What does the work of art have to do with this?

Let us not speak of the work of art, but let us at least say that there is counterinformation. There are countries ruled by dictatorships where, under particularly cruel and difficult conditions, counterinformation exists. ln the time of Hitler, the jews who arrived from Germany, and who were the first to inform us of the existence of extermination camps, engaged in counterinformation. It must be noted that counterinformation was never sufficient to do anything. No counterinformation ever disturbed Hitler. Except in one case. What was the case? And here lies its importance. The only response would be that counterinformation only effectively becomes useful when it is – and it is this by nature – or when it becomes an act of resistance. And the act of resistance is neither information nor counterinformation. Counterinformation is effective only when it becomes an act of resistance.

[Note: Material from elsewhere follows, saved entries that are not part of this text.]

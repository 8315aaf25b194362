#![deny(unsafe_code)]

//! Extension-driven sink selection.

use std::ffi::OsStr;
use std::path::Path;

use crate::error::{OutputError, Result};

/// Supported sink formats.
#[derive(Debug, Clone, Copy, PartialEq, Eq)]
pub enum OutputFormat {
    /// Delimited text, one header row then one row per record.
    Csv,
    /// Excel workbook (written as OOXML for both `.xls` and `.xlsx`).
    Workbook,
}

impl OutputFormat {
    /// Resolves the sink format from the output path.
    ///
    /// Callers resolve this before reading any input so an unsupported
    /// extension fails the run with nothing written.
    ///
    /// # Errors
    ///
    /// Fails on a missing or unrecognized extension.
    pub fn from_path(path: &Path) -> Result<Self> {
        let extension = path
            .extension()
            .and_then(OsStr::to_str)
            .map(str::to_ascii_lowercase);
        match extension.as_deref() {
            Some("csv") => Ok(Self::Csv),
            Some("xls") | Some("xlsx") => Ok(Self::Workbook),
            _ => Err(OutputError::UnsupportedFormat {
                path: path.to_path_buf(),
            }),
        }
    }

    pub fn as_str(self) -> &'static str {
        match self {
            Self::Csv => "csv",
            Self::Workbook => "workbook",
        }
    }
}

#[cfg(test)]
mod tests {
    use super::*;

    #[test]
    fn recognizes_supported_extensions() {
        assert_eq!(
            OutputFormat::from_path(Path::new("tree.csv")).expect("csv"),
            OutputFormat::Csv
        );
        assert_eq!(
            OutputFormat::from_path(Path::new("tree.xls")).expect("xls"),
            OutputFormat::Workbook
        );
        assert_eq!(
            OutputFormat::from_path(Path::new("TREE.XLSX")).expect("xlsx"),
            OutputFormat::Workbook
        );
    }

    #[test]
    fn rejects_anything_else() {
        for name in ["tree.txt", "tree.json", "tree"] {
            assert!(
                OutputFormat::from_path(Path::new(name)).is_err(),
                "{name} must be rejected"
            );
        }
    }
}
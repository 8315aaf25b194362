#![deny(unsafe_code)]

//! Decomposition of composite date cells into calendar fields.
//!
//! Source dates are `/`-separated strings whose last component is always
//! the year. A two-component value is month/year, a three-component value
//! is day/month/year, and the day slot may be blank ("/6/1950" records a
//! month and year only). Numeric cells are bare years.

use chrono::Month;

use treeveil_model::{DateCell, DateParts};

use crate::error::DateError;

/// Derives year, month name and day from one date cell.
///
/// Absent cells yield an all-`None` triplet. Malformed components are
/// data-quality errors, not silently skipped.
///
/// # Errors
///
/// Returns a [`DateError`] when a year, month or day component is present
/// but not numeric, or the month is outside 1-12.
pub fn decompose(cell: &DateCell) -> Result<DateParts, DateError> {
    match cell {
        DateCell::Absent => Ok(DateParts::default()),
        DateCell::Year(year) => Ok(DateParts {
            year: Some(*year),
            ..DateParts::default()
        }),
        DateCell::Composite(text) => decompose_composite(text),
    }
}

fn decompose_composite(text: &str) -> Result<DateParts, DateError> {
    let components: Vec<&str> = text.split('/').map(str::trim).collect();

    // The last component is always the year.
    let year_raw = components[components.len() - 1];
    let year: i32 = year_raw.parse().map_err(|_| DateError::InvalidYear {
        component: year_raw.to_string(),
    })?;

    let month = if components.len() >= 2 {
        Some(month_name(components[components.len() - 2])?)
    } else {
        None
    };

    // Only a three-component composite carries a day, and the slot may be
    // blank when the source recorded month/year alone.
    let day = match components.first() {
        Some(raw) if components.len() >= 3 && !raw.is_empty() => {
            Some(raw.parse::<u32>().map_err(|_| DateError::InvalidDay {
                component: (*raw).to_string(),
            })?)
        }
        _ => None,
    };

    Ok(DateParts {
        year: Some(year),
        month,
        day,
    })
}

/// Maps a month component to its full English name.
fn month_name(raw: &str) -> Result<String, DateError> {
    let number: u32 = raw.parse().map_err(|_| DateError::InvalidMonth {
        component: raw.to_string(),
    })?;
    let month = u8::try_from(number)
        .ok()
        .and_then(|n| Month::try_from(n).ok())
        .ok_or(DateError::MonthOutOfRange { month: number })?;
    Ok(month.name().to_string())
}
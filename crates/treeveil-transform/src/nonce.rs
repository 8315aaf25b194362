#![deny(unsafe_code)]

//! Nonce generation for runs where the caller supplied none.
//!
//! The nonce is the only way to reproduce consistent digests across runs,
//! so callers are expected to report a generated nonce to the user.

use rand::Rng;
use rand::distributions::Alphanumeric;

/// Length of a generated nonce.
pub const NONCE_LEN: usize = 6;

/// Draws a 6-character alphanumeric nonce (uppercase, lowercase, digits)
/// from the given source, which tests can seed deterministically.
pub fn generate_nonce<R: Rng>(rng: &mut R) -> String {
    (0..NONCE_LEN)
        .map(|_| char::from(rng.sample(Alphanumeric)))
        .collect()
}

/// Draws a nonce from the thread-local generator.
pub fn random_nonce() -> String {
    generate_nonce(&mut rand::thread_rng())
}
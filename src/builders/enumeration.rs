use std::collections::HashSet;
use std::sync::Arc;

use super::{checked_name, finish, shape_mismatch};
use crate::codegen::{naming, CreationResult, EnumConstant, EnumSpec, TypeSpec};
use crate::context::GenerationContext;
use crate::error::ResolveError;
use crate::plugin::{EnumerationTypeHandlerPlugin, NameKind};
use crate::schema::{TypeCategory, TypeDeclaration, TypeShape};

pub(super) fn build(
    ctx: &GenerationContext,
    name: &str,
    decl: &TypeDeclaration,
) -> Result<Arc<CreationResult>, ResolveError> {
    let TypeShape::Enumeration { values } = &decl.shape else {
        return Err(shape_mismatch(name, TypeCategory::Enumeration));
    };

    let plugins = ctx.plugins_for::<dyn EnumerationTypeHandlerPlugin>(&[decl]);
    let type_name = plugins.class_name(ctx, decl, naming::to_pascal_case(&decl.name), NameKind::Declaration);
    let type_name = checked_name(name, type_name)?;

    let result = CreationResult::new(name, TypeCategory::Enumeration, type_name.clone(), None);
    ctx.register_expected(name, Arc::clone(&result));

    if values.is_empty() {
        return Err(ResolveError::construction(name, "enumeration has no values"));
    }

    let mut seen = HashSet::new();
    let mut constants = Vec::with_capacity(values.len());
    for value in values {
        let constant = EnumConstant {
            name: naming::variant_ident(value),
            value: value.clone(),
        };
        let constant = plugins.constant_built(ctx, decl, value, constant);
        if !seen.insert(constant.name.clone()) {
            return Err(ResolveError::construction(
                name,
                format!("value {value:?} collides with another constant as {}", constant.name),
            ));
        }
        constants.push(constant);
    }

    let spec = EnumSpec {
        name: type_name,
        constants,
        derives: ctx.settings().derives.clone(),
        doc: decl.description.clone(),
    };
    let spec = plugins.type_built(ctx, decl, spec);
    finish(name, result, TypeSpec::Enumeration(spec))
}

What is the relation between the work of art and communication?

None whatsoever. The work of art is not an instrument of communication. The work of art has nothing to do with communication. The work of art strictly does not contain the least bit of information. To the contrary, there is a fundamental affinity between the work of art and the act of resistance. There, yes. It has something to do with information and communication as acts of resistance. What is this mysterious relation between a work of art and an act
of resistance when men who resist have neither the time nor sometimes the necessary culture to have the least relation to art? I don’t know. André Malraux develops a beautiful philosophical concept; he says something very simple about art; he says it is the only thing that resists death. Let’s return to where we began: What does one do when one does philosophy? One invents concepts. I think this is the basis of a beautiful philosophical concept. Think –
What resists death? One need only see a statuette from three thousand years before our time to find that Malraux’s response is a rather good one. From our point of view, we could then say, rather less elegantly, that art is what resists even if it is not the only thing that resists. Where does such a close relation between the act of resistance and the work of art come from? Each act of resistance is not a work of art while, in a certain sense, it is all the same. Each work of art is not an act of resistance and yet, in a certain sense, it is.

What is having an idea in cinema?

Take the case, for example, of the Straubs when they perform this disjunction between auditory voice and visual image, which goes as follows: the voice rises, it rises, it rises, and what it speaks about passes under the naked, deserted ground that the visual image was showing us, a visual image that had no direct relation to the auditory image. But what is this speech act that rises in the air while its object passes underground? Resistance. An act of resistance. And in all of the Straubs’ oeuvre, the speech act is an act of resistance. From Moses and Aaron to the last Kafka film (Class Relations) and passing through – now this is not in order – Not Reconciled or The Chronicle Of Anna Magdalena Bach. Bach’s speech act is his music, which is an act of resistance, an active struggle against the partitioning of the profane and the sacred. This musical act of resistance culminates in a cry. Just as there is a cry in Woyzeck there is a cry in Bach: “Outside! outside! Go on, I don’t want to see you!” When the Straubs underscore the cry, that of Bach or that of the old schizophrenic in Not Reconciled, thìs reveals a double aspect. The act of resistance has two sides. It is human, and it is also the act of art. Only the act of resistance resists death, whether the act is in the form of a work of art or in the form of human struggle.

What relation is there between human struggle and the work of art?

It is the strictest and for me the most mysterious relation. Precisely what Paul Klee wanted to say when he said: “You know, the people are missing.” The people are missing while at the same time they are not missing. The people are missing: that means that this fundamental affinity between a work of art and a people who do not yet exist is not, and never will be, clear. There is no work of art that does not appeal to a people who do not yet exist.